# Sony fährt einige PS3-Spieleserver runter



## Atothedrian (7. Januar 2014)

*Sony fährt einige PS3-Spieleserver runter*

Moin moin,

Sony hat angekündigte die Server von ein paar Spiele endgültig abzuschalten. Damit dürften diesen Spielen die Multiplayerfunktion vollständig fehlen. 
Größter Titel auf der Liste ist offenbar "Gran Turismo 5". Erst kürzlich ist der Nachfolger "Gran Turismo 6" für die PS4 erschienen.
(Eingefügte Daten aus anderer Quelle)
use super::*;

use definitions::{blocks::touchscreen_block, BlockRegistry};
use shared::error::DeviceStatus;

use crate::transport::{SimulatedDevice, SysExTransport};

async fn touchscreen_device() -> (SimulatedDevice, Arc<dyn DeviceTransport>) {
    let device = SimulatedDevice::new("Deck 32", [1, 0, 0], vec![0, 0, 0, 0, 4]);
    device.seed(&BlockRegistry::builtin()).await;
    let transport = SysExTransport::new(device.clone());
    transport.handshake().await.expect("handshake");
    (device, Arc::new(transport))
}

fn settings_address(index: u16) -> FieldAddress {
    FieldAddress::new(Block::Touchscreen, 0, index)
}

async fn settings_form(transport: Arc<dyn DeviceTransport>) -> BlockForm {
    BlockForm::load(transport, Arc::new(touchscreen_block()), FormTarget::Settings)
        .await
        .expect("load settings")
}

fn keys(fields: Vec<&FieldDefinition>) -> Vec<&'static str> {
    fields.into_iter().map(|field| field.key).collect()
}

#[tokio::test]
async fn load_reads_only_the_target_section() {
    let (device, transport) = touchscreen_device().await;
    device.set_register(settings_address(3), 7).await;

    let form = settings_form(transport).await;

    assert_eq!(form.state().len(), 4);
    assert_eq!(form.state().get("initialScreen"), Some(7));
    assert!(!form.state().contains("xPosition"));
}

#[tokio::test]
async fn disabled_touchscreen_hides_dependent_settings() {
    let (_device, transport) = touchscreen_device().await;
    let mut form = settings_form(transport).await;

    assert_eq!(
        keys(form.visible_fields().expect("visible")),
        vec!["enableTouchscreen", "initialScreen"]
    );
    assert!(!form.is_visible("touchscreenBrightness").expect("rule"));

    form.update("enableTouchscreen", 1).await.expect("enable");

    assert_eq!(
        keys(form.visible_fields().expect("visible")),
        vec![
            "enableTouchscreen",
            "touchscreenManufacturer",
            "touchscreenBrightness",
            "initialScreen"
        ]
    );
}

#[tokio::test]
async fn hidden_fields_cannot_be_written() {
    let (device, transport) = touchscreen_device().await;
    let mut form = settings_form(transport).await;

    let err = form
        .update("touchscreenBrightness", 3)
        .await
        .expect_err("hidden");
    assert!(matches!(err, FormError::HiddenField { key, .. } if key == "touchscreenBrightness"));
    assert!(device.writes().await.is_empty());
}

#[tokio::test]
async fn updates_validate_then_write_through() {
    let (device, transport) = touchscreen_device().await;
    let mut form = settings_form(transport).await;
    form.update("enableTouchscreen", 1).await.expect("enable");

    let err = form
        .update("touchscreenManufacturer", 5)
        .await
        .expect_err("not an option");
    assert!(matches!(err, FormError::Value(ValueError::NotAnOption { value: 5, .. })));

    form.update("touchscreenManufacturer", 1)
        .await
        .expect("manufacturer");
    assert_eq!(form.state().get("touchscreenManufacturer"), Some(1));
    assert_eq!(device.register(settings_address(1)).await, Some(1));

    // Unchanged values are not sent again.
    form.update("touchscreenManufacturer", 1)
        .await
        .expect("same value");
    assert_eq!(device.writes().await.len(), 2);
}

#[tokio::test]
async fn failed_write_keeps_local_state() {
    let (device, transport) = touchscreen_device().await;
    let mut form = settings_form(transport).await;
    device.fail_on(settings_address(3), DeviceStatus::Write).await;

    let err = form.update("initialScreen", 4).await.expect_err("write fails");

    assert!(matches!(
        err,
        FormError::Transport {
            source: TransportError::Device(DeviceStatus::Write),
            ..
        }
    ));
    assert_eq!(form.state().get("initialScreen"), Some(0));
}

#[tokio::test]
async fn unknown_keys_are_rejected() {
    let (_device, transport) = touchscreen_device().await;
    let mut form = settings_form(transport).await;

    assert!(matches!(
        form.update("xPosition", 10).await,
        Err(FormError::UnknownField { .. })
    ));
}

#[tokio::test]
async fn instance_forms_address_their_instance() {
    let (device, transport) = touchscreen_device().await;
    let mut form = BlockForm::load(
        transport,
        Arc::new(touchscreen_block()),
        FormTarget::Instance(2),
    )
    .await
    .expect("load instance");

    assert!(!form.is_visible("screenToSwitchTo").expect("rule"));
    assert!(!form
        .persistable()
        .expect("persistable")
        .contains("screenToSwitchTo"));

    form.update("buttonChangesScreen", 1).await.expect("toggle");
    form.update("screenToSwitchTo", 9).await.expect("screen");

    let target = FieldAddress::new(Block::Touchscreen, 8, 2);
    assert_eq!(device.register(target).await, Some(9));

    let entries = form.backup_entries().expect("entries");
    let entry = entries
        .iter()
        .find(|entry| entry.key == "screenToSwitchTo")
        .expect("visible entry");
    assert_eq!(entry.address, target);
    assert_eq!(entry.value, 9);
    assert_eq!(entry.section_type, SectionType::Value);
}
Teil 5 stammte aus dem Jahre 2010 und lief somit rund 3 Jahre. 
Des Weiteren sind die Titel der "Resistance"-Reihe sowie "MAG", "SOCOM: Special Forces" und "SOCOM: Confrontation" betroffen. 

Quelle: Sony schaltet Server für ausgewählte Playstation-3-Spiele ab | heise online

*Eigene Meinung*:
Ich finde das sehr bizarr das für ein Spiel das ich grade mal vor 3 Jahren wenn nicht sogar weniger voll bezahlt habe, jetzt nur noch den Singleplayer habe. Das macht mir echt Bauchschmerzen und erinnert mich an AoE Online. Hätte ich da Geld ausgegeben und nun werden schon die Server abgeschaltet würde ich mich arg ärgern.
Für mich sieht das wie eine Marketingstrategie zu Gunsten GT6.​


----------



## Rizzard (7. Januar 2014)

*AW: Sony fährt einige PS3-Spieleserver runter*

GT5 jetzt schon abschalten ist echt krass.
Ist zwar kein Game das ich mit Onlinefeatures nutzen würde, aber trotzdem.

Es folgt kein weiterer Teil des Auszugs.